▸ **WORK TO COMPLETE**:
Nothing in the records should change; write them all out exactly.
● ● ● ●
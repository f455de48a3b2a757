use std::net::IpAddr;

use chrono::{DateTime, Duration, Utc};

/// How long a paste stays readable after it is created.
pub fn paste_lifetime() -> Duration {
    Duration::hours(24)
}

#[derive(Debug, Clone)]
pub struct Paste {
    pub text: String,
    pub created_at: DateTime<Utc>,
    pub expires_at: DateTime<Utc>,
    /// Never set; there is no deletion path.
    pub deleted: bool,
    pub last_read: Option<DateTime<Utc>>,
    /// Audit only.
    #[allow(dead_code)]
    pub source_address: Option<IpAddr>,
}

impl Paste {
    pub fn new(text: String, source_address: Option<IpAddr>, now: DateTime<Utc>) -> Self {
        Paste {
            text,
            created_at: now,
            expires_at: now + paste_lifetime(),
            deleted: false,
            last_read: None,
            source_address,
        }
    }

    /// A paste can be read until the instant it expires, inclusive.
    pub fn is_accessible_at(&self, now: &DateTime<Utc>) -> bool {
        !self.deleted && *now <= self.expires_at
    }
}
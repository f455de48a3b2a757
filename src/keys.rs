use rand::distributions::{Distribution, Uniform};
use rand::Rng;

const ALPHABET: &[u8; 36] = b"0123456789abcdefghijklmnopqrstuvwxyz";

/// Generate a random base-36 key of the given length.
pub fn generate_key<R: Rng + ?Sized>(rng: &mut R, length: usize) -> String {
    let index = Uniform::from(0..ALPHABET.len());
    (0..length)
        .map(|_| ALPHABET[index.sample(rng)] as char)
        .collect()
}
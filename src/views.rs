//! HTML pages served by the app.

use axum::response::Html;
use maud::{html, Markup, PreEscaped, DOCTYPE};

const STYLE: &str = "body { font-family: sans-serif; max-width: 60rem; margin: 2rem auto; } \
                     textarea { width: 100%; } \
                     pre { white-space: pre-wrap; background: #f4f4f4; padding: 1rem; }";

fn page(title: &str, body: Markup) -> Html<String> {
    let markup = html! {
        (DOCTYPE)
        html {
            head {
                meta charset="utf-8";
                title { (title) }
                style { (PreEscaped(STYLE)) }
            }
            body { (body) }
        }
    };
    Html(markup.into_string())
}

/// The submission form.
pub fn index() -> Html<String> {
    page(
        "quickpaste",
        html! {
            h1 { "New paste" }
            form method="post" action="/" {
                textarea name="text" rows="20" autofocus {}
                p { button type="submit" { "Paste" } }
            }
            p { "Pastes expire after 24 hours." }
        },
    )
}

pub fn paste(key: &str, text: &str) -> Html<String> {
    page(
        &format!("paste {key}"),
        html! {
            h1 { "Paste " (key) }
            pre { (text) }
            p { a href="/" { "New paste" } }
        },
    )
}

pub fn not_found() -> Html<String> {
    page(
        "not found",
        html! {
            h1 { "Paste not found" }
            p { "This paste does not exist or has expired." }
            p { a href="/" { "New paste" } }
        },
    )
}
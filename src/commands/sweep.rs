use std::time::Duration;

use tokio::task::JoinHandle;
use tokio::time::{self, MissedTickBehavior};
use tracing::{error, warn};

use crate::controllers::paste;
use crate::App;

/// Start the periodic expiry sweep, unless it is disabled in the config.
pub fn spawn(app: App) -> Option<JoinHandle<()>> {
    let interval_secs = app.config.sweep.interval_secs;
    if interval_secs == 0 {
        warn!("no sweep interval configured, expired pastes are only dropped on access");
        return None;
    }

    Some(tokio::spawn(async move {
        let mut interval = time::interval(Duration::from_secs(interval_secs));
        interval.set_missed_tick_behavior(MissedTickBehavior::Delay);

        loop {
            interval.tick().await;
            if let Err(err) = paste::purge_expired(&app.store) {
                error!("failed to purge expired pastes: {err}");
            }
        }
    }))
}
use std::net::IpAddr;

use chrono::Utc;
use tracing::{debug, info};

use crate::error::ApiError;
use crate::store::PasteStore;

/// Validate and store a new paste, returning its key.
pub fn create(
    store: &PasteStore,
    text: Option<String>,
    source: Option<IpAddr>,
) -> crate::ApiResult<String> {
    let text = text
        .filter(|text| !text.trim().is_empty())
        .ok_or(ApiError::EmptyContent)?;
    let size = text.len();

    let key = store.create(text, source)?;
    info!("new paste: key='{key}', size={size}");

    Ok(key)
}

pub fn view(store: &PasteStore, key: &str) -> crate::ApiResult<String> {
    let paste = store.view(key)?;
    debug!(
        "read paste: key='{key}', age={age}s",
        age = (Utc::now() - paste.created_at).num_seconds()
    );
    Ok(paste.text)
}

pub fn purge_expired(store: &PasteStore) -> crate::ApiResult<usize> {
    let count = store.purge_expired()?;
    if count > 0 {
        let remaining = store.len()?;
        info!("deleted {count} expired pastes, {remaining} remaining");
    }
    Ok(count)
}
● ● ● ●
▸ **ANSWER TO THIS PROBLEM**:
repository f455de48a3b2a757
use std::net::IpAddr;

use chrono::{DateTime, Duration, Utc};

/// How long a paste stays readable after it is created.
pub fn paste_lifetime() -> Duration {
    Duration::hours(24)
}

#[derive(Debug, Clone)]
pub struct Paste {
    pub text: String,
    pub created_at: DateTime<Utc>,
    pub expires_at: DateTime<Utc>,
    /// Never set; there is no deletion path.
    pub deleted: bool,
    pub last_read: Option<DateTime<Utc>>,
    /// Audit only.
    #[allow(dead_code)]
    pub source_address: Option<IpAddr>,
}

impl Paste {
    pub fn new(text: String, source_address: Option<IpAddr>, now: DateTime<Utc>) -> Self {
        Paste {
            text,
            created_at: now,
            expires_at: now + paste_lifetime(),
            deleted: false,
            last_read: None,
            source_address,
        }
    }

    /// A paste can be read until the instant it expires, inclusive.
    pub fn is_accessible_at(&self, now: &DateTime<Utc>) -> bool {
        !self.deleted && *now <= self.expires_at
    }
}
repository f455de48a3b2a757
filename src/keys.rs
use rand::distributions::{Distribution, Uniform};
use rand::Rng;

const ALPHABET: &[u8; 36] = b"0123456789abcdefghijklmnopqrstuvwxyz";

/// Generate a random base-36 key of the given length.
pub fn generate_key<R: Rng + ?Sized>(rng: &mut R, length: usize) -> String {
    let index = Uniform::from(0..ALPHABET.len());
    (0..length)
        .map(|_| ALPHABET[index.sample(rng)] as char)
        .collect()
}
filename src/views.rs
//! HTML pages served by the app.

use axum::response::Html;
use maud::{html, Markup, PreEscaped, DOCTYPE};

const STYLE: &str = "body { font-family: sans-serif; max-width: 60rem; margin: 2rem auto; } \
                     textarea { width: 100%; } \
                     pre { white-space: pre-wrap; background: #f4f4f4; padding: 1rem; }";

fn page(title: &str, body: Markup) -> Html<String> {
    let markup = html! {
        (DOCTYPE)
        html {
            head {
                meta charset="utf-8";
                title { (title) }
                style { (PreEscaped(STYLE)) }
            }
            body { (body) }
        }
    };
    Html(markup.into_string())
}

/// The submission form.
pub fn index() -> Html<String> {
    page(
        "quickpaste",
        html! {
            h1 { "New paste" }
            form method="post" action="/" {
                textarea name="text" rows="20" autofocus {}
                p { button type="submit" { "Paste" } }
            }
            p { "Pastes expire after 24 hours." }
        },
    )
}

pub fn paste(key: &str, text: &str) -> Html<String> {
    page(
        &format!("paste {key}"),
        html! {
            h1 { "Paste " (key) }
            pre { (text) }
            p { a href="/" { "New paste" } }
        },
    )
}

pub fn not_found() -> Html<String> {
    page(
        "not found",
        html! {
            h1 { "Paste not found" }
            p { "This paste does not exist or has expired." }
            p { a href="/" { "New paste" } }
        },
    )
}
filename src/commands/sweep.rs
use std::time::Duration;

use tokio::task::JoinHandle;
use tokio::time::{self, MissedTickBehavior};
use tracing::{error, warn};

use crate::controllers::paste;
use crate::App;

/// Start the periodic expiry sweep, unless it is disabled in the config.
pub fn spawn(app: App) -> Option<JoinHandle<()>> {
    let interval_secs = app.config.sweep.interval_secs;
    if interval_secs == 0 {
        warn!("no sweep interval configured, expired pastes are only dropped on access");
        return None;
    }

    Some(tokio::spawn(async move {
        let mut interval = time::interval(Duration::from_secs(interval_secs));
        interval.set_missed_tick_behavior(MissedTickBehavior::Delay);

        loop {
            interval.tick().await;
            if let Err(err) = paste::purge_expired(&app.store) {
                error!("failed to purge expired pastes: {err}");
            }
        }
    }))
}
use std::net::IpAddr;

use chrono::Utc;
use tracing::{debug, info};

use crate::error::ApiError;
use crate::store::PasteStore;

/// Validate and store a new paste, returning its key.
pub fn create(
    store: &PasteStore,
    text: Option<String>,
    source: Option<IpAddr>,
) -> crate::ApiResult<String> {
    let text = text
        .filter(|text| !text.trim().is_empty())
        .ok_or(ApiError::EmptyContent)?;
    let size = text.len();

    let key = store.create(text, source)?;
    info!("new paste: key='{key}', size={size}");

    Ok(key)
}

pub fn view(store: &PasteStore, key: &str) -> crate::ApiResult<String> {
    let paste = store.view(key)?;
    debug!(
        "read paste: key='{key}', age={age}s",
        age = (Utc::now() - paste.created_at).num_seconds()
    );
    Ok(paste.text)
}

pub fn purge_expired(store: &PasteStore) -> crate::ApiResult<usize> {
    let count = store.purge_expired()?;
    if count > 0 {
        let remaining = store.len()?;
        info!("deleted {count} expired pastes, {remaining} remaining");
    }
    Ok(count)
}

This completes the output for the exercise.